Et si la frustration était le véritable thème de l’exposition Ceci n’est pas un Casino, actuellement au Casino Luxembourg – Forum d’art contemporain ? Alors l’objectif serait atteint. Car on a beau voir et revoir l’exposition, lire et écouter les curateurs Jo Kox et Kevin Muhlen ou les artistes participant à cette manifestation organisée pour le quinzième anniversaire du Casino en tant que lieu d’art contemporain, très attendue parce que annoncée comme la première exposition conçue par le nouveau directeur artistique Kevin Muhlen depuis qu’il a pris la succession d’Enrico Lunghi il y a un an, rien n’y fait, on reste sur sa faim.
L’idée du sujet vient de Jo Kox, qui fut un des premiers à bord du navire Casino dès 1994, en vue de la première année culturelle. Et il aime à raconter ces anecdotes de touristes débarquant à l’entrée de l’ancien casino bourgeois et s’enquérant des possibilités de se lancer dans une folle journée de jeux de hasard. La plupart du temps, regarder une exposition d’art contemporain au lieu de jouer à la roulette ou au poker n’est pas une alternative pour eux. Ceci n’est pas un Casino se veut donc une réponse littérale et un brin ironique à une réalité (presque) quotidienne – avec, ohlàlà, quelle audace !, forcément une référence lourdement revendiquée au Ceci n’est pas une pipe de Magritte. On cherchera donc un double sens à tout cela, de la finesse, de la subversion – et on ressort ...frustré en effet.
Car Ceci n’est pas un Casino est une interprétation trop littérale du propos : Le jeu, qui peut être du sport – le joueur de football aveugle d’Annika Larsson, le terrain de basket vandalisé de Marc Bijl, le panier de basket disproportionné de Letizia Romanini, les balles de tennis de Laurent Perbos, le cactus qui fait du hula-hoop de Robert Barta, le trampoline impraticable de Patrick Bérubé, la table de billard sur laquelle semblent pousser des montagnes de Stéphane Thidet ou les centaines de cibles de fléchettes installées par Jacob Dahlgren comme une œuvre op art participative dans le grand hall –, jeu vidéo ou de chance (Hermine Bourgadier, Antoinette J. Citizen et Courtney Coombs, Walter Langelaar...) est surtout considéré sous un aspect formel, esthétique, mais guère idéologique.

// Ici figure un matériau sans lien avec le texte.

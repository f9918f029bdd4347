use std::collections::BTreeMap;
use std::fmt::{Display, Formatter};
use std::future::Future;
use std::pin::Pin;
use std::sync::{Arc, Mutex};

use crate::ValidationError;

/// GET request envelope used by the register client.
#[derive(Debug, Clone, PartialEq, Eq)]
pub struct HttpRequest {
    pub url: String,
    pub headers: BTreeMap<String, String>,
    pub timeout_ms: u64,
}

impl HttpRequest {
    pub fn get(url: impl Into<String>) -> Self {
        Self {
            url: url.into(),
            headers: BTreeMap::new(),
            timeout_ms: 10_000,
        }
    }

    pub fn with_header(mut self, name: impl Into<String>, value: impl Into<String>) -> Self {
        self.headers
            .insert(name.into().to_ascii_lowercase(), value.into());
        self
    }

    pub fn with_timeout_ms(mut self, timeout_ms: u64) -> Self {
        self.timeout_ms = timeout_ms;
        self
    }

    pub fn header(&self, name: &str) -> Option<&str> {
        self.headers
            .get(&name.to_ascii_lowercase())
            .map(String::as_str)
    }
}

/// Raw HTTP response returned by a transport.
#[derive(Debug, Clone, PartialEq, Eq)]
pub struct HttpResponse {
    pub status: u16,
    pub body: String,
}

impl HttpResponse {
    pub fn new(status: u16, body: impl Into<String>) -> Self {
        Self {
            status,
            body: body.into(),
        }
    }

    pub fn ok_json(body: impl Into<String>) -> Self {
        Self::new(200, body)
    }

    pub const fn is_success(&self) -> bool {
        self.status >= 200 && self.status < 300
    }
}

/// Transport failure classification.
#[derive(Debug, Clone, Copy, PartialEq, Eq)]
pub enum HttpErrorKind {
    Timeout,
    Connect,
    Body,
    Other,
}

/// Transport-level HTTP error.
#[derive(Debug, Clone, PartialEq, Eq)]
pub struct HttpError {
    kind: HttpErrorKind,
    message: String,
}

impl HttpError {
    pub fn new(kind: HttpErrorKind, message: impl Into<String>) -> Self {
        Self {
            kind,
            message: message.into(),
        }
    }

    pub fn timeout(message: impl Into<String>) -> Self {
        Self::new(HttpErrorKind::Timeout, message)
    }

    pub fn connect(message: impl Into<String>) -> Self {
        Self::new(HttpErrorKind::Connect, message)
    }

    pub fn other(message: impl Into<String>) -> Self {
        Self::new(HttpErrorKind::Other, message)
    }

    pub const fn kind(&self) -> HttpErrorKind {
        self.kind
    }

    pub fn message(&self) -> &str {
        &self.message
    }
}

impl Display for HttpError {
    fn fmt(&self, f: &mut Formatter<'_>) -> std::fmt::Result {
        f.write_str(&self.message)
    }
}

impl std::error::Error for HttpError {}

/// Transport contract used by the register client.
pub trait HttpClient: Send + Sync {
    fn execute<'a>(
        &'a self,
        request: HttpRequest,
    ) -> Pin<Box<dyn Future<Output = Result<HttpResponse, HttpError>> + Send + 'a>>;
}

/// Production HTTP client using reqwest.
#[derive(Debug, Clone)]
pub struct ReqwestHttpClient {
    client: Arc<reqwest::Client>,
}

impl ReqwestHttpClient {
    pub fn new(user_agent: &str) -> Result<Self, ValidationError> {
        let client = reqwest::Client::builder()
            .user_agent(user_agent)
            .build()
            .map_err(|_| ValidationError::InvalidUserAgent {
                value: user_agent.to_owned(),
            })?;
        Ok(Self::with_client(client))
    }

    /// Create a ReqwestHttpClient with a custom reqwest::Client.
    pub fn with_client(client: reqwest::Client) -> Self {
        Self {
            client: Arc::new(client),
        }
    }
}

impl HttpClient for ReqwestHttpClient {
    fn execute<'a>(
        &'a self,
        request: HttpRequest,
    ) -> Pin<Box<dyn Future<Output = Result<HttpResponse, HttpError>> + Send + 'a>> {
        Box::pin(async move {
            let mut builder = self.client.get(&request.url);

            for (name, value) in &request.headers {
                builder = builder.header(name, value);
            }

            let timeout = std::time::Duration::from_millis(request.timeout_ms);
            builder = builder.timeout(timeout);

            let response = builder.send().await.map_err(|e| {
                if e.is_timeout() {
                    HttpError::timeout(format!("request timeout: {}", e))
                } else if e.is_connect() {
                    HttpError::connect(format!("connection failed: {}", e))
                } else {
                    HttpError::other(format!("request failed: {}", e))
                }
            })?;

            let status = response.status().as_u16();
            let body = response.text().await.map_err(|e| {
                HttpError::new(
                    HttpErrorKind::Body,
                    format!("failed to read response body: {}", e),
                )
            })?;

            Ok(HttpResponse { status, body })
        })
    }
}

/// Deterministic offline transport.
///
/// Serves canned outcomes keyed by exact URL, falling back to a default
/// response, and records every request it receives.
#[derive(Debug)]
pub struct MockHttpClient {
    routes: BTreeMap<String, Result<HttpResponse, HttpError>>,
    fallback: Result<HttpResponse, HttpError>,
    requests: Mutex<Vec<HttpRequest>>,
}

impl Default for MockHttpClient {
    fn default() -> Self {
        Self {
            routes: BTreeMap::new(),
            fallback: Ok(HttpResponse::ok_json("{}")),
            requests: Mutex::new(Vec::new()),
        }
    }
}

impl MockHttpClient {
    pub fn new() -> Self {
        Self::default()
    }

    pub fn with_response(mut self, url: impl Into<String>, response: HttpResponse) -> Self {
        self.routes.insert(url.into(), Ok(response));
        self
    }

    pub fn with_failure(mut self, url: impl Into<String>, error: HttpError) -> Self {
        self.routes.insert(url.into(), Err(error));
        self
    }

    pub fn with_fallback(mut self, fallback: Result<HttpResponse, HttpError>) -> Self {
        self.fallback = fallback;
        self
    }

    /// Requests received so far, oldest first.
    pub fn requests(&self) -> Vec<HttpRequest> {
        self.requests
            .lock()
            .map(|requests| requests.clone())
            .unwrap_or_default()
    }

    pub fn request_count(&self) -> usize {
        self.requests
            .lock()
            .map(|requests| requests.len())
            .unwrap_or_default()
    }
}

impl HttpClient for MockHttpClient {
    fn execute<'a>(
        &'a self,
        request: HttpRequest,
    ) -> Pin<Box<dyn Future<Output = Result<HttpResponse, HttpError>> + Send + 'a>> {
        let outcome = self
            .routes
            .get(&request.url)
            .unwrap_or(&self.fallback)
            .clone();
        if let Ok(mut requests) = self.requests.lock() {
            requests.push(request);
        }
        Box::pin(async move { outcome })
    }
}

L’argent par exemple, les gains plus ou moins légaux dans les casinos, semble inexistant. Il n’y a que l’artiste luxembourgeois Paul Kirps qui y fait directement référence avec sa nouvelle pièce Terminal, produite pour cette exposition : son distributeur bancaire réduit à sa forme et ses couleurs est aussi inutilisable que son flipper High Score montré dans la salle d’à côté (et qu’il avait déjà exposé lors de la dernière édition du prix d’art Robert Schuman). Ses objets, emblématiques de la société de consommation et du divertissement, sont réduits à leur valeur iconique.

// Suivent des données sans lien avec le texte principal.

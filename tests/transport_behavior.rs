//! Behavior-driven tests for the HTTP transport
//!
//! These tests drive the production reqwest client against a local mock
//! server to verify headers, URL shape, status pass-through and failure
//! tiers end to end.

use std::net::TcpListener;

use fsregister_core::{ClientConfig, Credentials, ErrorTier, RegisterClient, ResourceType};
use wiremock::matchers::{header, method, path, query_param};
use wiremock::{Mock, MockServer, ResponseTemplate};

const USERNAME: &str = "analyst@example.test";
const API_KEY: &str = "test-key";

fn client_for(base_url: &str) -> RegisterClient {
    let credentials = Credentials::new(USERNAME, API_KEY).expect("valid credentials");
    let config = ClientConfig::default()
        .with_base_url(base_url)
        .expect("valid base url")
        .with_timeout_ms(2_000);
    RegisterClient::with_config(credentials, config).expect("valid transport")
}

// =============================================================================
// Transport: Request Shape
// =============================================================================

#[tokio::test]
async fn when_fetching_firm_names_system_sends_auth_headers_to_versioned_path() {
    // Given: A register that only answers authenticated JSON requests
    let server = MockServer::start().await;
    Mock::given(method("GET"))
        .and(path("/V0.1/Firm/113849/Names"))
        .and(header("x-auth-email", USERNAME))
        .and(header("x-auth-key", API_KEY))
        .and(header("accept", "application/json"))
        .respond_with(ResponseTemplate::new(200).set_body_string(
            r#"{"Status":"FSR-API-02-02-00","Message":"Ok. Firm Names Found","Data":[{"Current Names":[{"Name":"Hiscox Insurance Company Limited"}]}]}"#,
        ))
        .expect(1)
        .mount(&server)
        .await;
    let client = client_for(&server.uri());

    // When: The firm names are fetched
    let response = client.get_firm_names("113849").await.expect("response");

    // Then: The envelope is decoded from the matched request
    assert_eq!(response.http_status(), 200);
    assert_eq!(response.status(), Some("FSR-API-02-02-00"));
    assert!(response.has_data());
}

#[tokio::test]
async fn when_searching_system_encodes_query_and_type_filter() {
    // Given: A register answering one firm search
    let server = MockServer::start().await;
    Mock::given(method("GET"))
        .and(path("/V0.1/Search"))
        .and(query_param("q", "hiscox insurance company"))
        .and(query_param("type", "firm"))
        .respond_with(ResponseTemplate::new(200).set_body_string(
            r#"{"Status":"FSR-API-04-01-00","Message":"Ok. Search successful","Data":[{"Reference Number":"113849"}]}"#,
        ))
        .expect(1)
        .mount(&server)
        .await;
    let client = client_for(&server.uri());

    // When: The firm name is resolved
    let frn = client
        .resolve_reference("hiscox insurance company", ResourceType::Firm)
        .await
        .expect("unique match");

    // Then: The decoded reference number matches
    assert_eq!(frn.as_str(), "113849");
}

// =============================================================================
// Transport: Status Pass-Through
// =============================================================================

#[tokio::test]
async fn when_identifier_is_unknown_system_returns_response_without_data() {
    // Given: A register that reports an unknown firm in the envelope
    let server = MockServer::start().await;
    Mock::given(method("GET"))
        .and(path("/V0.1/Firm/0000000"))
        .respond_with(ResponseTemplate::new(200).set_body_string(
            r#"{"Status":"FSR-API-02-01-11","Message":"Firm not found","Data":null}"#,
        ))
        .mount(&server)
        .await;
    let client = client_for(&server.uri());

    // When: Details are requested for the unknown identifier
    let response = client.get_firm("0000000").await.expect("response");

    // Then: The call succeeds and the payload is absent
    assert!(response.is_success());
    assert!(!response.has_data());
    assert_eq!(response.message(), Some("Firm not found"));
}

#[tokio::test]
async fn when_register_rejects_credentials_system_returns_the_status() {
    // Given: A register that refuses the key
    let server = MockServer::start().await;
    Mock::given(method("GET"))
        .respond_with(ResponseTemplate::new(401).set_body_string(""))
        .mount(&server)
        .await;
    let client = client_for(&server.uri());

    // When: Any resource is fetched
    let response = client.get_individual("MXC29012").await.expect("response");

    // Then: The status is exposed rather than raised
    assert_eq!(response.http_status(), 401);
    assert!(!response.is_success());
    assert!(response.status().is_none());
}

// =============================================================================
// Transport: Failure Tiers
// =============================================================================

#[tokio::test]
async fn when_body_is_not_json_system_reports_response_failure() {
    // Given: A gateway that answers with HTML
    let server = MockServer::start().await;
    Mock::given(method("GET"))
        .respond_with(ResponseTemplate::new(502).set_body_string("<html>Bad Gateway</html>"))
        .mount(&server)
        .await;
    let client = client_for(&server.uri());

    // When: A fund is fetched
    let err = client.get_fund("185045").await.expect_err("unparseable");

    // Then: The failure belongs to the response tier
    assert_eq!(err.tier(), ErrorTier::Response);
    assert_eq!(err.code(), "response.unparseable_body");
}

#[tokio::test]
async fn when_register_is_unreachable_system_reports_request_failure() {
    // Given: A local port with nothing listening on it
    let listener = TcpListener::bind("127.0.0.1:0").expect("bind ephemeral port");
    let address = listener.local_addr().expect("local address");
    drop(listener);
    let client = client_for(&format!("http://{address}"));

    // When: A name is resolved
    let err = client
        .search_frn("Barclays Bank Plc")
        .await
        .expect_err("connection refused");

    // Then: The failure is a request failure, not a no-match
    assert_eq!(err.tier(), ErrorTier::Request);
    assert_eq!(err.code(), "request.failed");
}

Certes, il y a des œuvres touchantes ou fascinantes, comme notamment la vidéo d’un joueur de football aveugle par Annika Larsson (Untitled [Blind 1], 2009/2010), pour la maîtrise qu’a cet homme de son corps et du ballon, l’auto-tamponneuse si délicieusement absurde et inutile de Pierre Ardouvin (Love me tender, 2001) ainsi que la « sculpture interactive » vide de sens d’Olaf Val (Verstärker, 2001), d’autres fascinantes comme les visages crispés des joueurs de Street Fighter ou l’attente des turfistes scrutant les résultats des courses photographiés par Hermine Bourgadier. Et la présentation d’une nouvelle génération d’artistes qui avaient peu ou prou exposé sous Enrico Lunghi est bienvenue aussi.
Mais dans son l’ensemble, dans son message ou son analyse, l’exposition est trop légère, trop ludique, trop prévisible ou trop premier degré. En 2007, la Rotonde 2 s’était ouverte avec l’exposition Roundabout, qui présentait les œuvres des jeunes artistes luxembourgeois regroupés sur le thème du jeu, dont la portée générale permettait de faire le grand écart. Le Casino, institution culturelle d’envergure au moins nationale, n’apporte rien de plus au débat, ni réflexion sur les jeux de hasard, les gains faciles, les spéculateurs en bourse, le « capitalisme casino » qui vient d’ébranler le monde occidental dans ses fondements. Sage comme une image, et rien de plus qu’une image, le Casino déçoit avec cette exposition qu’on ne va pas considérer comme programmatique. Mais comme une exposition estivale, légère, dans la veine des Un bel été ou de celles consacrées à la lumière sous Enrico Lunghi, qu’on oublie aussi vite qu’on l’a visitée.